# Derivatives of a functions using Finite Differences - Differenzenquotient
In the lecture, we learned different ways to calculate the derivative of a function:
- finite differences
    - forward difference
    - central difference
- automatic differentiation (AD)
    - forward mode (future exercise)
    - reverse mode (future exercise)

> Note: A good explanation for the error in estimating derivatives and automatic differentiation can be found here: https://book.sciml.ai/notes/08-Forward-Mode_Automatic_Differentiation_(AD)_via_High_Dimensional_Algebras/ 
> Some parts of this exercise are based on these lecture notes.

The derivative of a function $f(x)$ can be approximated by the finite differences:
$$
\frac{d f}{d x} \approx \frac{f(x + \Delta x) - f(x)}{\Delta x}
$$
This is called the forward difference. We can also use the central difference:
$$
\frac{d f}{d x} \approx \frac{f(x + \Delta x) - f(x - \Delta x)}{2 \Delta x}
$$

In the lecture we already discussed that the step size $\Delta x$ has a big influence on the error of the approximation. We want to investigate this influence and visualize the error for different step sizes $\Delta x$. What is the smallest number we can use for $\Delta x$? What happens if we use such a small number? What happens if we use a larger number? 

In [None]:
import Pkg
Pkg.activate("finitediff")
Pkg.add("Plots")
Pkg.add("FiniteDifferences")
Pkg.add("Printf")

In [None]:
import Pkg
Pkg.activate("finitediff")
using FiniteDifferences
using Printf
using Plots

At first let's take a look at the forward and central finite difference methods.

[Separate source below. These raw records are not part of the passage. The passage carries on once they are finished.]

//! Configuration
//!
//! Values are layered with figment, later sources winning:
//!
//! 1. `<user config dir>/spotifytop/config.toml`
//! 2. `spotifytop.toml` in the working directory
//! 3. the file given with `--config`
//! 4. `SPOTIFY_ID` / `SPOTIFY_SECRET`
//! 5. `SPOTIFYTOP_*` variables, `__` separating sections
//!    (`SPOTIFYTOP_COOKIES__KEY`)

use crate::cookies::{CookiePolicy, SameSite};
use crate::error::ConfigError;
use crate::oauth::DEFAULT_AGENT_TIMEOUT;
use crate::spotify::DEFAULT_API_BASE_URL;
use figment::{
    providers::{Env, Format, Toml},
    Figment,
};
use serde::Deserialize;
use std::path::{Path, PathBuf};
use std::time::Duration;

/// Application configuration.
#[derive(Debug, Clone, Default, Deserialize)]
pub struct AppConfig {
    /// Listener configuration.
    #[serde(default)]
    pub server: ServerConfig,
    /// Cookie configuration.
    #[serde(default)]
    pub cookies: CookieConfig,
    /// Spotify application credentials and endpoints.
    #[serde(default)]
    pub spotify: SpotifyConfig,
    /// Login session configuration.
    #[serde(default)]
    pub session: SessionConfig,
    /// Inbound request handling.
    #[serde(default)]
    pub http: HttpConfig,
    /// Log output.
    #[serde(default)]
    pub log: LogConfig,
}

/// Listener configuration.
#[derive(Debug, Clone, Deserialize)]
pub struct ServerConfig {
    /// Host to bind to.
    #[serde(default = "default_host")]
    pub host: String,
    /// Port to listen on.
    #[serde(default = "default_port")]
    pub port: u16,
    /// Directory served under `/css`.
    #[serde(default = "default_assets_dir")]
    pub assets_dir: PathBuf,
}

/// Cookie configuration.
#[derive(Debug, Clone, Deserialize)]
pub struct CookieConfig {
    /// Secret used to sign the flash cookie. Required.
    #[serde(default)]
    pub key: Option<String>,
    /// Lifetime of the `settings` and `state` cookies in seconds.
    #[serde(default = "default_cookie_max_age")]
    pub max_age_seconds: u64,
    /// Mark cookies `Secure`.
    #[serde(default)]
    pub secure: bool,
    /// `SameSite` attribute.
    #[serde(default)]
    pub same_site: SameSite,
}

/// Spotify configuration.
#[derive(Debug, Clone, Deserialize)]
pub struct SpotifyConfig {
    /// Application client ID. Required.
    #[serde(default)]
    pub client_id: Option<String>,
    /// Application client secret. Required.
    #[serde(default)]
    pub client_secret: Option<String>,
    /// Origin Spotify redirects back to; the callback route is appended.
    #[serde(default = "default_redirect_base")]
    pub redirect_base: String,
    /// Authorize endpoint.
    #[serde(default = "default_auth_url")]
    pub auth_url: String,
    /// Token endpoint.
    #[serde(default = "default_token_url")]
    pub token_url: String,
    /// Web API root.
    #[serde(default = "default_api_base_url")]
    pub api_base_url: String,
    /// Timeout for each outbound request in seconds.
    #[serde(default = "default_upstream_timeout")]
    pub timeout_seconds: u64,
}

/// Login session configuration.
#[derive(Debug, Clone, Deserialize)]
pub struct SessionConfig {
    /// How long a login stays valid in seconds.
    #[serde(default = "default_session_ttl")]
    pub ttl_seconds: u64,
    /// Interval between expiry sweeps in seconds.
    #[serde(default = "default_cleanup_interval")]
    pub cleanup_interval_seconds: u64,
}

/// Inbound request handling.
#[derive(Debug, Clone, Deserialize)]
pub struct HttpConfig {
    /// Whole-request timeout in seconds.
    #[serde(default = "default_request_timeout")]
    pub request_timeout_seconds: u64,
}

/// Log output.
#[derive(Debug, Clone, Default, Deserialize)]
pub struct LogConfig {
    /// Emit JSON lines instead of human-readable output.
    #[serde(default)]
    pub json: bool,
}

/// Required secrets, present and non-empty.
#[derive(Clone)]
pub struct Credentials {
    /// Spotify client ID
    pub client_id: String,
    /// Spotify client secret
    pub client_secret: String,
    /// Flash cookie signing key
    pub cookie_key: String,
}

impl std::fmt::Debug for Credentials {
    fn fmt(&self, f: &mut std::fmt::Formatter<'_>) -> std::fmt::Result {
        f.debug_struct("Credentials")
            .field("client_id", &self.client_id)
            .field("client_secret", &"<redacted>")
            .field("cookie_key", &"<redacted>")
            .finish()
    }
}

// Default value functions
fn default_host() -> String {
    "127.0.0.1".to_string()
}

const fn default_port() -> u16 {
    8080
}

fn default_assets_dir() -> PathBuf {
    PathBuf::from(concat!(env!("CARGO_MANIFEST_DIR"), "/templates/css"))
}

const fn default_cookie_max_age() -> u64 {
    3600 // 1 hour
}

fn default_redirect_base() -> String {
    "http://localhost:8080".to_string()
}

fn default_auth_url() -> String {
    "https://accounts.spotify.com/authorize".to_string()
}

fn default_token_url() -> String {
    "https://accounts.spotify.com/api/token".to_string()
}

fn default_api_base_url() -> String {
    DEFAULT_API_BASE_URL.to_string()
}

const fn default_upstream_timeout() -> u64 {
    10
}

const fn default_session_ttl() -> u64 {
    3600 // 1 hour
}

const fn default_cleanup_interval() -> u64 {
    300 // 5 minutes
}

const fn default_request_timeout() -> u64 {
    30
}

impl Default for ServerConfig {
    fn default() -> Self {
        Self {
            host: default_host(),
            port: default_port(),
            assets_dir: default_assets_dir(),
        }
    }
}

impl Default for CookieConfig {
    fn default() -> Self {
        Self {
            key: None,
            max_age_seconds: default_cookie_max_age(),
            secure: false,
            same_site: SameSite::default(),
        }
    }
}

impl Default for SpotifyConfig {
    fn default() -> Self {
        Self {
            client_id: None,
            client_secret: None,
            redirect_base: default_redirect_base(),
            auth_url: default_auth_url(),
            token_url: default_token_url(),
            api_base_url: default_api_base_url(),
            timeout_seconds: default_upstream_timeout(),
        }
    }
}

impl Default for SessionConfig {
    fn default() -> Self {
        Self {
            ttl_seconds: default_session_ttl(),
            cleanup_interval_seconds: default_cleanup_interval(),
        }
    }
}

impl Default for HttpConfig {
    fn default() -> Self {
        Self {
            request_timeout_seconds: default_request_timeout(),
        }
    }
}

impl SpotifyConfig {
    /// Outbound request timeout
    #[must_use]
    pub const fn timeout(&self) -> Duration {
        Duration::from_secs(self.timeout_seconds)
    }
}

impl SessionConfig {
    /// Login lifetime
    #[must_use]
    pub const fn ttl(&self) -> Duration {
        Duration::from_secs(self.ttl_seconds)
    }

    /// Sweep interval, at least one second
    #[must_use]
    pub fn cleanup_interval(&self) -> Duration {
        Duration::from_secs(self.cleanup_interval_seconds.max(1))
    }
}

impl HttpConfig {
    /// Whole-request timeout
    #[must_use]
    pub const fn request_timeout(&self) -> Duration {
        Duration::from_secs(self.request_timeout_seconds)
    }
}

impl CookieConfig {
    /// Attributes shared by every cookie we set
    #[must_use]
    pub const fn policy(&self) -> CookiePolicy {
        CookiePolicy {
            secure: self.secure,
            same_site: self.same_site,
        }
    }
}

impl AppConfig {
    /// Timeout for the whole request.
    ///
    /// Handlers stop upstream work after `http.request_timeout_seconds`.
    /// On top of that a callback may spend one token exchange and two
    /// login state lookups before its deadline starts to matter.
    #[must_use]
    pub fn router_timeout(&self) -> Duration {
        self.http.request_timeout() + self.spotify.timeout() + DEFAULT_AGENT_TIMEOUT * 2
    }

    /// Load configuration from files and environment.
    ///
    /// `config_file` is merged after the default locations.
    ///
    /// # Errors
    ///
    /// Returns [`ConfigError::Load`] if a source is malformed.
    pub fn load(config_file: Option<&Path>) -> Result<Self, ConfigError> {
        Self::from_figment(Self::figment(config_file))
    }

    /// The layered sources, before extraction.
    #[must_use]
    pub fn figment(config_file: Option<&Path>) -> Figment {
        let mut figment = Figment::new();
        if let Some(dir) = dirs::config_dir() {
            figment = figment.merge(Toml::file(dir.join("spotifytop").join("config.toml")));
        }
        figment = figment.merge(Toml::file("spotifytop.toml"));
        if let Some(path) = config_file {
            figment = figment.merge(Toml::file(path));
        }

        figment
            .merge(
                Env::raw()
                    .only(&["SPOTIFY_ID", "SPOTIFY_SECRET"])
                    .map(|key| {
                        if key.as_str().eq_ignore_ascii_case("SPOTIFY_ID") {
                            "spotify.client_id".into()
                        } else {
                            "spotify.client_secret".into()
                        }
                    }),
            )
            .merge(Env::prefixed("SPOTIFYTOP_").split("__"))
    }

    /// Extract from an arbitrary figment.
    ///
    /// # Errors
    ///
    /// Returns [`ConfigError::Load`] if the data does not deserialize.
    pub fn from_figment(figment: Figment) -> Result<Self, ConfigError> {
        figment.extract().map_err(|e| ConfigError::Load(Box::new(e)))
    }

    /// Check required values, reporting every missing one at once.
    ///
    /// # Errors
    ///
    /// * [`ConfigError::Missing`] listing each absent or empty secret
    /// * [`ConfigError::Invalid`] for unusable values
    pub fn validate(&self) -> Result<Credentials, ConfigError> {
        fn present(value: Option<&String>) -> Option<String> {
            value.map(|v| v.trim()).filter(|v| !v.is_empty()).map(str::to_string)
        }

        let client_id = present(self.spotify.client_id.as_ref());
        let client_secret = present(self.spotify.client_secret.as_ref());
        let cookie_key = present(self.cookies.key.as_ref());

        let mut missing = Vec::new();
        if client_id.is_none() {
            missing.push("spotify.client_id");
        }
        if client_secret.is_none() {
            missing.push("spotify.client_secret");
        }
        if cookie_key.is_none() {
            missing.push("cookies.key");
        }

        let (Some(client_id), Some(client_secret), Some(cookie_key)) = (client_id, client_secret, cookie_key) else {
            return Err(ConfigError::Missing { fields: missing });
        };

        if !self.spotify.redirect_base.starts_with("http://") && !self.spotify.redirect_base.starts_with("https://") {
            return Err(ConfigError::Invalid {
                field: "spotify.redirect_base",
                reason: "must be an http(s) URL".to_string(),
            });
        }
        if self.http.request_timeout_seconds == 0 {
            return Err(ConfigError::Invalid {
                field: "http.request_timeout_seconds",
                reason: "must be positive".to_string(),
            });
        }

        Ok(Credentials {
            client_id,
            client_secret,
            cookie_key,
        })
    }

    /// `host:port` to bind
    #[must_use]
    pub fn bind_address(&self) -> String {
        format!("{}:{}", self.server.host, self.server.port)
    }
}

We let's start by defining a function we want to differentiate together with the differentiation so that we can estimate the error we are making.

In [None]:
# defining a function and its derivative
function f(x)
    x^2 + sin(x)
end

function df(x)
    2 * x + cos(x)
end

Now let's define the point `x` at which we want to evaluate the derivative. An compare the forward finite difference method with the central finite difference method.

In [None]:
# Point where we want to approximate the derivative
x = 2.0

# testing the finite difference methods for the function f(x) = x^2+sin(x)
central_fdm(2, 1)(f, x) # 2 is the number of points and 1 is the order of the derivative
forward_fdm(2, 1)(f, x)
df(2)
error_cforward = abs(forward_fdm(2, 1)(f, 2) - df(2))
error_central = abs(central_fdm(2, 1)(f, 2) - df(2))
@printf("Error for forward difference: %.14f\n", error_cforward)
@printf("Error for central difference: %.14f\n", error_central)

## Different Step Sizes

Write a function which takes the function $f(x)$, a value for $x$, and a vector of step sizes $\Delta x$ and returns the forward and central differences of $f(x)$ at $x$ for the different step sizes $\Delta x$.

In [None]:
function FiniteDifferenceMethod(x::Real, our_eps::Vector, f::Function)
    forward = # TODO: implement the forward finite difference method
    central = # TODO: implement the central finite difference method
    forward, central
end

Let's test our implementation for different eps:

In [None]:
eps1 = 1e-2
eps2 = 1e-10
# FiniteDifferenceMethod(x, eps_range, f)
forward1, central1 = FiniteDifferenceMethod(x, [eps1], f)
forward2, central2 = FiniteDifferenceMethod(x, [eps2], f)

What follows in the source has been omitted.